_Records for this exercise:_

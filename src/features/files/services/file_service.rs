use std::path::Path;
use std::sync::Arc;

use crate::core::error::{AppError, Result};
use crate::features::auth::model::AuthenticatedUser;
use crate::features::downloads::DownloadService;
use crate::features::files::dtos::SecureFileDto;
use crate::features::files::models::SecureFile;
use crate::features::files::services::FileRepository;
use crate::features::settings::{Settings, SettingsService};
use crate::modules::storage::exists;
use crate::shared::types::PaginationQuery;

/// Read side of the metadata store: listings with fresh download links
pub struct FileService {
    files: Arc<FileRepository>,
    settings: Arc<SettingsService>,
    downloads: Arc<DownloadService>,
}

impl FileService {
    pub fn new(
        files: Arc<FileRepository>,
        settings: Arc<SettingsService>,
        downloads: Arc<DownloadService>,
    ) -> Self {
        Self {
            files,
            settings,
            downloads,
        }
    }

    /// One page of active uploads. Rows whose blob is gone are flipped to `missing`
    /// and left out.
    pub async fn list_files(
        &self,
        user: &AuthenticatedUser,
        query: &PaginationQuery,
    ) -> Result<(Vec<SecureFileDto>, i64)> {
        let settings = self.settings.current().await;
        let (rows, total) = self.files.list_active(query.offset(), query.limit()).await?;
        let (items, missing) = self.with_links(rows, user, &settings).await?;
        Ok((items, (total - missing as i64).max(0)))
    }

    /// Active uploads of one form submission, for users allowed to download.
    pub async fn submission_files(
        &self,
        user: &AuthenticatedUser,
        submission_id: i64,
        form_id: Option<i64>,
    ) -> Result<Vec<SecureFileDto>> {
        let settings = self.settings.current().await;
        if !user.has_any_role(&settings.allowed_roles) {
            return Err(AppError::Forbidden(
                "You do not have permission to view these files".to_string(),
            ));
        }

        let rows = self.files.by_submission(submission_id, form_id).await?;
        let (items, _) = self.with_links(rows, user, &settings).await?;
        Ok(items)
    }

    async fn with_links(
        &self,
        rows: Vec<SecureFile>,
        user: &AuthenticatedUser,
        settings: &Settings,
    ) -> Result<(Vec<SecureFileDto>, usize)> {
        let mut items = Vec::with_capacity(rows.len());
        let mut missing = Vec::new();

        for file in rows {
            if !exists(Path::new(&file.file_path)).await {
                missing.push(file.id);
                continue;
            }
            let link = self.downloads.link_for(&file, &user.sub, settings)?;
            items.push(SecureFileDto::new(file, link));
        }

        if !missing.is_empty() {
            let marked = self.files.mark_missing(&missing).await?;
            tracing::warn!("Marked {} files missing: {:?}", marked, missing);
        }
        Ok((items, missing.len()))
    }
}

---

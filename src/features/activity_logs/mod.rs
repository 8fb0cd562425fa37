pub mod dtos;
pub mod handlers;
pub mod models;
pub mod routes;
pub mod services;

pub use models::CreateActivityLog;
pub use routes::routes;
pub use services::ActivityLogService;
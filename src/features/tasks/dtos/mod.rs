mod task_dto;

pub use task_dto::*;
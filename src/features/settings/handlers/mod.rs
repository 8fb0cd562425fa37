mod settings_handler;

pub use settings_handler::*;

_Exercise prompt:_
Return, unchanged, the run of lines above that opens with the line containing "filename src/features/activity_logs/mod.rs" and closes with the line containing "filename src/features/settings/handlers/mod.rs". Include both.

_Response to the task:_
filename src/features/activity_logs/mod.rs
repository 8fb0cd562425fa37
pub mod dtos;
pub mod handlers;
pub mod models;
pub mod routes;
pub mod services;

pub use models::CreateActivityLog;
pub use routes::routes;
pub use services::ActivityLogService;
filename src/features/tasks/dtos/mod.rs
mod task_dto;

pub use task_dto::*;
filename src/features/settings/handlers/mod.rs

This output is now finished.